Manejo da Cistite Recorrente na Menopausa: Guia Prático

FMJ - Faculdade de Medicina de Jundiaí - Hospital Universitário (SP) — Prova 2025

Enunciado

Mulher de 60 anos de idade que apenas depois da menopausa passou a ter cistite recorrente. Qual a orientação a ser dada? Assinale a alternativa errada:

Alternativas

  1. A) Orientar a melhorar a higiene íntima, lavando-se a cada micção.
  2. B) Usar creme ou óvulo vaginal de estrógeno, uma vez por semana, ao se deitar para restabelecer o pH e a flora vaginal normal, para sempre, desde que não haja nenhuma restrição ao seu uso.
  3. C) Orientar a ingerir de dois a três litros de água ao dia.
  4. D) Não urinar em banheiros públicos.
  5. E) Medicar-se com antimicrobianos, ¼ da dose terapêutica à noite continuadamente para prevenir novas infecções.

Pérola Clínica

Cistite recorrente pós-menopausa → Estrogênio tópico (2-3x/semana) é o padrão; 'uma vez/semana para sempre' está incorreto.

Resumo-Chave

A cistite recorrente na menopausa está ligada à hipoestrogenismo, que altera o pH e a flora vaginal. O tratamento envolve estrogênio tópico, mas a posologia deve ser ajustada (geralmente 2-3 vezes por semana) e monitorada, não sendo prescrita 'uma vez por semana para sempre' sem critérios.

Contexto Educacional

A cistite recorrente em mulheres climatéricas é um desafio clínico comum devido às alterações fisiológicas do trato urogenital. A queda dos níveis de estrogênio reduz a glicogenólise nas células vaginais, diminuindo a produção de ácido lático pelos lactobacilos e elevando o pH, o que facilita a ascensão de patógenos fecais. Este contexto exige uma abordagem multifatorial. A alternativa considerada errada na questão (B) peca pela imprecisão da dose (uma vez por semana é insuficiente para a maioria das pacientes) e pela recomendação de uso 'para sempre' sem ressalvas de monitoramento endometrial ou clínico. O manejo correto prioriza a restauração do microambiente vaginal e a educação da paciente sobre hábitos miccionais e hidratação.

Perguntas Frequentes

Por que o estrogênio tópico é indicado na cistite recorrente pós-menopausa?

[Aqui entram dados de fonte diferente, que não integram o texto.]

//! Listing page parsing
//!
//! Turns one fetched listing page into summary records. Both sites are
//! handled here since they share the per-page de-duplication and URL
//! resolution rules; only the card markup differs.

use crate::extract::text::{closest_ancestor, full_text, own_text, select_within, stripped_text};
use crate::record::normalize::{collapse_whitespace, truncate_chars};
use crate::record::{ListingRecord, RawListing, Source};
use crate::url::{build_page_url, resolve_href};
use crate::UrlResult;
use once_cell::sync::Lazy;
use regex::Regex;
use scraper::{ElementRef, Html, Selector};
use std::collections::HashSet;
use url::Url;

static POST_LINK: Lazy<Selector> =
    Lazy::new(|| Selector::parse(r#"a[href*="/posts/"]"#).expect("valid selector"));
static POST_ID: Lazy<Regex> =
    Lazy::new(|| Regex::new(r"/posts/(\d+)(?:\?|$)").expect("valid regex"));
static IMG_ALT: Lazy<Selector> = Lazy::new(|| Selector::parse("img[alt]").expect("valid selector"));
static BADGE: Lazy<Selector> =
    Lazy::new(|| Selector::parse(r#"[data-slot="badge"]"#).expect("valid selector"));
static CARD_FOOTER: Lazy<Selector> =
    Lazy::new(|| Selector::parse(r#"[data-slot="card-footer"]"#).expect("valid selector"));
static CARD_CONTENT: Lazy<Selector> =
    Lazy::new(|| Selector::parse(r#"[data-slot="card-content"]"#).expect("valid selector"));

static LIST_ITEM: Lazy<Selector> =
    Lazy::new(|| Selector::parse("ul.list > li").expect("valid selector"));
static VIEW_LINK: Lazy<Selector> =
    Lazy::new(|| Selector::parse(r#"div.tit a[href*="gbn=view"][href*="ix="]"#).expect("valid selector"));
static VIEW_ID: Lazy<Regex> = Lazy::new(|| Regex::new(r"ix=(\d+)").expect("valid regex"));
static SUB_TIT: Lazy<Selector> =
    Lazy::new(|| Selector::parse("div.sub-tit").expect("valid selector"));
static ORGAN: Lazy<Selector> = Lazy::new(|| Selector::parse("div.organ").expect("valid selector"));
static DAY: Lazy<Selector> = Lazy::new(|| Selector::parse("div.day").expect("valid selector"));
static FIELD_LABEL: Lazy<Regex> = Lazy::new(|| Regex::new(r"분야\s*:\s*(.+)").expect("valid regex"));
static DEADLINE: Lazy<Regex> = Lazy::new(|| Regex::new(r"D-\d+|오늘\s*마감|마감").expect("valid regex"));
static SPECIAL_SUFFIX: Lazy<Regex> =
    Lazy::new(|| Regex::new(r"(?i)\s+SPECIAL\s*$").expect("valid regex"));
static IDEA_SUFFIX: Lazy<Regex> = Lazy::new(|| Regex::new(r"(?i)\s+IDEA\s*$").expect("valid regex"));

/// Category and title texts longer than this are cut
const LABEL_CAP: usize = 200;

/// URL of listing page `page` for the given site
pub fn listing_url(source: Source, base: &Url, page: u32) -> UrlResult<Url> {
    match source {
        Source::AllForYoung => build_page_url(base, &format!("/posts/contest?page={}", page)),
        Source::Wevity => build_page_url(base, &format!("/?c=find&s=1&gbn=list&gp={}", page)),
    }
}

/// Parses one listing page into records in document order
///
/// Records are de-duplicated by id within the page; the first card wins.
pub fn parse_listing(source: Source, html: &str, base: &Url) -> Vec<ListingRecord> {
    let document = Html::parse_document(html);
    let raws = match source {
        Source::AllForYoung => parse_allforyoung_cards(&document, base),
        Source::Wevity => parse_wevity_rows(&document, base),
    };

    raws.into_iter()
        .map(|raw| ListingRecord::from_raw(source, raw))
        .collect()
}

/// Removes the promotion-tier badge text from a title
///
/// One trailing `SPECIAL` is stripped, then one trailing `IDEA`; nothing
/// else is repeated.
pub fn strip_tier_suffix(title: &str) -> String {
    let title = SPECIAL_SUFFIX.replace(title.trim(), "");
    let title = IDEA_SUFFIX.replace(&title, "");
    title.trim().to_string()
}

fn parse_allforyoung_cards(document: &Html, base: &Url) -> Vec<RawListing> {
    let mut seen = HashSet::new();
    let mut cards = Vec::new();

    for anchor in document.select(&POST_LINK) {
        let Some(href) = anchor.value().attr("href") else {
            continue;
        };
        let Some(id) = POST_ID.captures(href).map(|c| c[1].to_string()) else {
            continue;
        };
        if seen.contains(&id) {
            continue;
        }

        // Header and pagination links to posts have no card around them
        let Some(card) = closest_ancestor(anchor, "li") else {
            tracing::trace!(href, "skipping post link outside a card");
            continue;
        };
        let Some(url) = resolve_href(href, base) else {
            tracing::trace!(href, "skipping card with unresolvable link");
            continue;
        };
        seen.insert(id.clone());

        let title = card
            .select(&IMG_ALT)
            .next()
            .and_then(|img| img.value().attr("alt"))
            .map(|alt| alt.trim().to_string())
            .unwrap_or_default();
        let d_day = first_text(card, &BADGE);
        let host = first_text(card, &CARD_FOOTER);
        let category = card
            .select(&CARD_CONTENT)
            .next()
            .and_then(|content| content.select(&BADGE).next())
            .map(stripped_text);

        cards.push(RawListing {
            id,
            title,
            d_day,
            host,
            url,
            category,
        });
    }

    cards
}

fn parse_wevity_rows(document: &Html, base: &Url) -> Vec<RawListing> {
    let mut seen = HashSet::new();
    let mut rows = Vec::new();

    for row in document.select(&LIST_ITEM) {
        if row.value().classes().any(|class| class == "top") {
            continue;
        }
        let Some(anchor) = select_within(row, &VIEW_LINK).next() else {
            continue;
        };
        let Some(href) = anchor.value().attr("href") else {
            continue;
        };
        let Some(id) = VIEW_ID.captures(href).map(|c| c[1].to_string()) else {
            continue;
        };
        let Some(url) = resolve_href(href, base) else {
            tracing::trace!(href, "skipping row with unresolvable link");
            continue;
        };
        if !seen.insert(id.clone()) {
            continue;
        }

        let title = strip_tier_suffix(&collapse_whitespace(&own_text(anchor)));
        // The label match stops at the end of its line
        let category = select_within(row, &SUB_TIT)
            .next()
            .map(full_text)
            .and_then(|text| {
                FIELD_LABEL
                    .captures(text.trim())
                    .map(|c| truncate_chars(&collapse_whitespace(&c[1]), LABEL_CAP))
            })
            .filter(|category| !category.is_empty());
        let host = select_within(row, &ORGAN)
            .next()
            .map(|el| collapse_whitespace(&full_text(el)))
            .filter(|s| !s.is_empty())
            .unwrap_or_else(|| "-".to_string());
        let d_day = select_within(row, &DAY)
            .next()
            .map(|el| collapse_whitespace(&own_text(el)))
            .map(|text| {
                DEADLINE
                    .find(&text)
                    .map(|m| m.as_str().to_string())
                    .unwrap_or(text)
            })
            .filter(|s| !s.is_empty())
            .unwrap_or_else(|| "-".to_string());

        rows.push(RawListing {
            id,
            title,
            d_day,
            host,
            url,
            category,
        });
    }

    rows
}

fn first_text(scope: ElementRef<'_>, selector: &Selector) -> String {
    scope
        .select(selector)
        .next()
        .map(stripped_text)
        .unwrap_or_default()
}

O hipoestrogenismo típico da menopausa leva à atrofia do epitélio vaginal e uretral, resultando na redução de lactobacilos e aumento do pH vaginal. Isso favorece a colonização por enterobactérias, como a E. coli. O estrogênio tópico restaura a flora de Döderlein, acidifica o meio vaginal e fortalece a barreira mucosa, reduzindo significativamente a incidência de infecções urinárias recorrentes. A aplicação costuma ser diária por duas semanas, seguida de manutenção 2 a 3 vezes por semana, sempre com acompanhamento médico para avaliar a resposta e necessidade de continuidade.

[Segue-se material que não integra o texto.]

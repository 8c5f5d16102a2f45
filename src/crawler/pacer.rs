//! Minimum-interval pacing between dependent fetches
//!
//! The session asks the pacer before every fetch and reports back when the
//! fetch has finished, successfully or not. The first fetch goes out
//! immediately; later ones wait until the configured interval has passed
//! since the previous fetch completed, so a slow page never shortens the gap.

use crate::config::PacingConfig;
use std::time::{Duration, Instant};

/// Enforces a minimum delay between the end of one request and the next
#[derive(Debug, Clone)]
pub struct Pacer {
    min_interval: Duration,
    last_finished: Option<Instant>,
}

impl Pacer {
    pub fn new(min_interval: Duration) -> Self {
        Self {
            min_interval,
            last_finished: None,
        }
    }

    pub fn from_config(config: &PacingConfig) -> Self {
        Self::new(Duration::from_millis(config.min_interval_ms))
    }

    /// Returns None if a request can be made now, or the duration to wait otherwise
    pub fn time_until_next_request(&self, now: Instant) -> Option<Duration> {
        let last = self.last_finished?;
        let elapsed = now.saturating_duration_since(last);
        (elapsed < self.min_interval).then(|| self.min_interval - elapsed)
    }

    /// Records that the previous request completed at `now`
    pub fn finished(&mut self, now: Instant) {
        self.last_finished = Some(now);
    }

    /// Sleeps until the next request is allowed
    pub async fn wait(&self) {
        if let Some(wait) = self.time_until_next_request(Instant::now()) {
            tracing::debug!("Pacing: waiting {}ms before next request", wait.as_millis());
            tokio::time::sleep(wait).await;
        }
    }
}

#[cfg(test)]
mod tests {
    use super::*;

    #[test]
    fn test_first_request_is_immediate() {
        let pacer = Pacer::new(Duration::from_millis(1000));
        assert_eq!(pacer.time_until_next_request(Instant::now()), None);
    }

    #[test]
    fn test_time_until_next_request() {
        let mut pacer = Pacer::new(Duration::from_millis(1000));
        let done = Instant::now();
        pacer.finished(done);

        let wait = pacer
            .time_until_next_request(done + Duration::from_millis(400))
            .unwrap();
        assert_eq!(wait, Duration::from_millis(600));

        assert_eq!(
            pacer.time_until_next_request(done + Duration::from_millis(1000)),
            None
        );
    }

    #[test]
    fn test_zero_interval_never_waits() {
        let mut pacer = Pacer::from_config(&PacingConfig { min_interval_ms: 0 });
        let now = Instant::now();
        pacer.finished(now);
        assert_eq!(pacer.time_until_next_request(now), None);
    }

    #[tokio::test]
    async fn test_interval_counts_from_completion() {
        let mut pacer = Pacer::new(Duration::from_millis(100));

        pacer.wait().await;
        // A slow request: the interval must start only once it is done
        tokio::time::sleep(Duration::from_millis(80)).await;
        pacer.finished(Instant::now());

        let released = Instant::now();
        pacer.wait().await;
        assert!(released.elapsed() >= Duration::from_millis(90));
    }
}
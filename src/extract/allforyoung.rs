//! Detail page extraction for the card-style site
//!
//! The page is a client-rendered article with few stable class names, so most
//! fields are found by keyword scanning over short text elements.

use super::rules::{evaluate, Candidate, Field, FieldRule, Matcher, Transform};
use super::text::{find_by_class, select_within, stripped_text};
use super::{push_unique, site_root, DetailExtractor};
use crate::record::normalize::{char_len, join_paragraphs};
use crate::record::{DetailRecord, Source};
use crate::url::{build_page_url, ensure_numeric_id, is_secure_absolute, resolve_root_relative};
use crate::UrlResult;
use once_cell::sync::Lazy;
use regex::Regex;
use scraper::{ElementRef, Html, Selector};
use url::Url;

static ROOTS: Lazy<Vec<Selector>> = Lazy::new(|| {
    ["article", "main", "body"]
        .iter()
        .map(|css| Selector::parse(css).expect("valid selector"))
        .collect()
});
static H1: Lazy<Selector> = Lazy::new(|| Selector::parse("h1").expect("valid selector"));
static PRELOAD_IMAGE: Lazy<Selector> = Lazy::new(|| {
    Selector::parse(r#"link[rel="preload"][as="image"]"#).expect("valid selector")
});
static IMG: Lazy<Selector> = Lazy::new(|| Selector::parse("img[src]").expect("valid selector"));
static LABELLED_TEXT: Lazy<Selector> =
    Lazy::new(|| Selector::parse("div, span, p").expect("valid selector"));
static LINK: Lazy<Selector> = Lazy::new(|| Selector::parse("a[href]").expect("valid selector"));
static PROSE_CLASS: Lazy<Regex> =
    Lazy::new(|| Regex::new(r"(?i)prose|markdown|content").expect("valid regex"));
static PROSE_BLOCK: Lazy<Selector> =
    Lazy::new(|| Selector::parse("p, h2, h3, h4, li").expect("valid selector"));
static LOOSE_BLOCK: Lazy<Selector> =
    Lazy::new(|| Selector::parse("p, h2, h3, h4, li, div").expect("valid selector"));

/// Host and application-period rules for the article body
static DETAIL_RULES: Lazy<Vec<FieldRule>> = Lazy::new(|| {
    vec![
        FieldRule {
            name: "host",
            field: Field::Host,
            matcher: Matcher::All(&["주최", "주관"]),
            max_key_len: Some(80),
            transform: Transform::StripPattern(
                Regex::new(r"주최[/\s]*주관\s*").expect("valid regex"),
            ),
            cap: None,
        },
        FieldRule {
            name: "apply_period",
            field: Field::ApplyPeriod,
            matcher: Matcher::Any(&["접수기간"]),
            max_key_len: Some(100),
            transform: Transform::After("접수기간"),
            cap: None,
        },
    ]
});

const CDN_MARKER: &str = "cdn.allforyoung";
const APPLY_KEYWORD: &str = "지원";
const PROSE_LIMIT: usize = 80;
const LOOSE_LIMIT: usize = 60;

/// Detail pages at `/posts/{id}`
#[derive(Debug, Clone, Copy, Default)]
pub struct AllForYoungDetail;

impl DetailExtractor for AllForYoungDetail {
    fn source(&self) -> Source {
        Source::AllForYoung
    }

    fn detail_url(&self, base: &Url, id: &str) -> UrlResult<Url> {
        let id = ensure_numeric_id(id)?;
        build_page_url(base, &format!("/posts/{}", id))
    }

    fn extract(&self, document: &Html, id: &str, url: &Url) -> DetailRecord {
        let origin = site_root(url);
        let root = content_root(document);
        let mut fields = evaluate(
            &DETAIL_RULES,
            select_within(root, &LABELLED_TEXT)
                .map(|el| Candidate::self_labelled(stripped_text(el))),
        );

        DetailRecord {
            id: id.to_string(),
            url: url.to_string(),
            title: document.select(&H1).next().map(stripped_text).unwrap_or_default(),
            host: fields.take(Field::Host),
            category: String::new(),
            apply_period: fields.take(Field::ApplyPeriod),
            body: extract_body(root),
            apply_url: extract_apply_url(root, &origin),
            images: extract_images(document, &origin),
        }
    }
}

fn content_root(document: &Html) -> ElementRef<'_> {
    ROOTS
        .iter()
        .find_map(|selector| document.select(selector).next())
        .unwrap_or_else(|| document.root_element())
}

fn is_wanted_image(url: &str) -> bool {
    Url::parse(url).is_ok() && (url.contains(CDN_MARKER) || is_secure_absolute(url))
}

/// Preloaded hero images first, then inline images, in first-seen order
fn extract_images(document: &Html, origin: &Url) -> Vec<String> {
    let mut images = Vec::new();

    let preloaded = document
        .select(&PRELOAD_IMAGE)
        .filter_map(|link| link.value().attr("href"))
        .map(|href| resolve_root_relative(href, origin));
    let inline = document
        .select(&IMG)
        .filter_map(|img| img.value().attr("src"))
        .map(str::trim)
        .filter(|src| !src.is_empty())
        .map(|src| resolve_root_relative(src, origin));

    for url in preloaded.chain(inline) {
        if !url.is_empty() && is_wanted_image(&url) {
            push_unique(&mut images, url);
        }
    }
    images
}

fn extract_apply_url(root: ElementRef<'_>, origin: &Url) -> String {
    select_within(root, &LINK)
        .find(|a| a.text().collect::<String>().contains(APPLY_KEYWORD))
        .and_then(|a| a.value().attr("href"))
        .map(|href| resolve_root_relative(href, origin))
        .unwrap_or_default()
}

fn extract_body(root: ElementRef<'_>) -> String {
    if let Some(prose) = find_by_class(root, &PROSE_CLASS) {
        let blocks = select_within(prose, &PROSE_BLOCK)
            .map(stripped_text)
            .filter(|text| !text.is_empty());
        return join_paragraphs(blocks, PROSE_LIMIT);
    }

    let blocks = select_within(root, &LOOSE_BLOCK)
        .map(stripped_text)
        .filter(|text| {
            let len = char_len(text);
            len > 20 && len < 1200 && !text.contains("AD") && !text.contains('©')
        });
    join_paragraphs(blocks, LOOSE_LIMIT)
}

Quais são os critérios para definir cistite recorrente?

A cistite recorrente é definida clinicamente pela ocorrência de dois ou mais episódios de infecção do trato urinário (ITU) não complicada em um período de seis meses, ou três ou mais episódios em um período de doze meses. É fundamental que cada episódio seja confirmado por urocultura para diferenciar de outras condições, como síndrome da bexiga dolorosa ou vaginites. Em mulheres na pós-menopausa, a avaliação deve sempre considerar fatores anatômicos (como prolapsos) e funcionais (como resíduo miccional elevado), além das alterações hormonais.

Quais medidas comportamentais auxiliam na prevenção da cistite?

As orientações incluem o aumento da ingestão hídrica (2 a 3 litros por dia) para promover a lavagem mecânica da bexiga, a micção frequente e logo após o coito, e a higiene íntima adequada (sentido anterior para posterior). Embora o uso de banheiros públicos seja frequentemente citado por pacientes, não há evidência robusta de que seja um fator de risco direto para ITU, desde que a higiene pessoal seja mantida. A profilaxia com antimicrobianos em doses baixas (como nitrofurantoína ou fosfomicina) é reservada para casos em que as medidas não farmacológicas e o estrogênio falham.